L’article 815 du Code civil prévoit que nul ne peut être contraint à demeurer en indivision. En cas de désaccord persistant, le juge peut décider une vente par adjudication. Mais ce n’est pas toujours la solution idéale.
L'ordonnance du 18 septembre 2019 crée donc de nouvelles règles en vigueur depuis le 1er janvier 2020. L’objectif est de faciliter la sortie de l’indivision. Découvrons le détail de cette nouvelle loi sur l’indivision.
Les changements de la nouvelle loi sur l’indivision
Désormais, la sortie de l’indivision est possible à tout moment, sauf :
- si une convention d’indivision prévoit des règles contraires ;
- si un tribunal interdit la sortie de l’indivision.
Il est par exemple interdit de prévoir dans son testament que le bénéficiaire du bien immobilier soit obligé de rester dans l’indivision.
Pour sortir de l’indivision, encore faut-il trouver une solution concrète pour ses droits :
- vendre ses parts aux autres indivisaires présents ;
- vendre ses parts à un tiers, qui devient un nouvel indivisaire ;
- partager.
L’intervention d’un notaire est obligatoire.
Les droits de mutation à titre onéreux se répartissent lors de la vente entre les co-indivisaires.

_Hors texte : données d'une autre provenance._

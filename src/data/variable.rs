//! # External variables
//!
//! A `Variable` is a cheap handle to a shared value cell; cloning it yields
//! another reference to the *same* variable, not a copy. Equality and
//! hashing go by identity of the shared allocation, never by value:
//!
//! ```
//! use moa::Variable;
//!
//! let x = Variable::with_value(2.0);
//! let y = x.clone();
//! let z = Variable::with_value(2.0);
//!
//! assert_eq!(x, y); // y was cloned from x
//! assert_ne!(x, z); // same value, different variable
//!
//! y.set_value(4.0);
//! assert_eq!(x.value(), 4.0);
//! ```
//!
//! The solver writes computed values back through the handle, so results can
//! be read from the variable directly after solving. Note that handles are
//! single-threaded by construction; a solver and its variables stay on one
//! thread.
use std::cell::Cell;
use std::fmt;
use std::hash::{Hash, Hasher};
use std::rc::Rc;

/// A user-visible quantity constrained by the solver.
#[derive(Clone)]
pub struct Variable {
    data: Rc<VariableData>,
}

struct VariableData {
    name: Option<String>,
    value: Cell<f64>,
}

impl Variable {
    /// A fresh anonymous variable with value zero.
    pub fn new() -> Self {
        Self::with_value(0.0)
    }

    /// A fresh anonymous variable with the given initial value.
    pub fn with_value(value: f64) -> Self {
        Variable {
            data: Rc::new(VariableData {
                name: None,
                value: Cell::new(value),
            }),
        }
    }

    /// A fresh named variable. The name is only used for display purposes;
    /// identity is by allocation, so two variables may share a name.
    pub fn named(name: impl Into<String>, value: f64) -> Self {
        Variable {
            data: Rc::new(VariableData {
                name: Some(name.into()),
                value: Cell::new(value),
            }),
        }
    }

    /// The current value.
    pub fn value(&self) -> f64 {
        self.data.value.get()
    }

    /// Overwrite the current value. Does not notify any solver; to drive a
    /// solver toward a value, use an edit variable and `suggest` instead.
    pub fn set_value(&self, value: f64) {
        self.data.value.set(value);
    }

    /// The display name, if one was given at construction.
    pub fn name(&self) -> Option<&str> {
        self.data.name.as_deref()
    }
}

impl Default for Variable {
    fn default() -> Self {
        Self::new()
    }
}

impl PartialEq for Variable {
    fn eq(&self, other: &Self) -> bool {
        Rc::ptr_eq(&self.data, &other.data)
    }
}

impl Eq for Variable {}

impl Hash for Variable {
    fn hash<H: Hasher>(&self, state: &mut H) {
        (Rc::as_ptr(&self.data) as usize).hash(state);
    }
}

impl fmt::Debug for Variable {
    fn fmt(&self, f: &mut fmt::Formatter) -> fmt::Result {
        f.debug_struct("Variable")
            .field("name", &self.name().unwrap_or("?"))
            .field("value", &self.value())
            .finish()
    }
}

impl fmt::Display for Variable {
    fn fmt(&self, f: &mut fmt::Formatter) -> fmt::Result {
        write!(f, "{}", self.name().unwrap_or("?"))
    }
}

#[cfg(test)]
mod test {
    use std::collections::HashSet;

    use super::Variable;

    #[test]
    fn clones_share_identity_and_value() {
        let x = Variable::with_value(3.0);
        let y = x.clone();
        let z = Variable::with_value(3.0);

        assert_eq!(x, y);
        assert_ne!(x, z);
        assert_eq!(x.value(), 3.0);

        y.set_value(4.0);
        assert_eq!(x.value(), 4.0);
        assert_eq!(z.value(), 3.0);
    }

    #[test]
    fn hashing_follows_identity() {
        let x = Variable::new();
        let y = x.clone();

        let mut set = HashSet::new();
        set.insert(x);
        assert!(set.contains(&y));
        set.remove(&y);
        assert!(set.is_empty());
    }

    #[test]
    fn display_uses_the_name() {
        assert_eq!(Variable::named("width", 0.0).to_string(), "width");
        assert_eq!(Variable::new().to_string(), "?");
    }
}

Le droit de partage est fixé à 2,5 %. Toutefois, depuis 2022, il est de 1,1 % en cas de partage suite à une séparation, un divorce ou une rupture de Pacs.
Vendre aux autres indivisaires
Vous ne voulez pas rester en indivision ? Le plus simple est de vendre vos droits à vos camarades. Si plusieurs personnes sont intéressées, la vente s’effectue au prorata des parts détenues.
Vendre ses droits à un tiers
La nouvelle loi prévoit la possibilité de vendre ses parts à un tiers. Toutefois, le vendeur doit au préalable proposer ses parts à ses co-indivisaires. Ceux-ci disposent d’un mois pour se décider.
Après un mois, en cas de refus ou d’absence de réponse, le vendeur peut céder ses parts à toute personne extérieure à l’indivision.
Partager ses droits
Le partage des droits sur des biens communs nécessite de bien s’entendre. Le déséquilibre peut s’arranger avec des contreparties financières. Le partage peut désormais se réaliser au sein d’un SCI créée à cet effet. Cela permet d’éviter les déséquilibres dans le partage.
Cette nouvelle loi sur l’indivision ne résout pas toutes les difficultés liées à cette situation . que l’indivision soit choisie ou subie, il est préférable d’anticiper tous les cas possibles au sein d’une convention d’indivision rédigée avec un professionnel.
Les points à retenir
- La nouvelle loi sur l’indivision en place depuis 2020 permet de sortir plus facilement d’une indivision.
- Chacun peut désormais sortir de l'indivision à tout moment (sauf clause contraire de la convention d’indivision ou décision du tribunal).
- La nouvelle loi prévoit la possibilité de vendre ses parts aux autres indivisaires ou à un tiers ou encore de les partager.
- Attention, des frais de notaire et droits de partage sont alors à prévoir.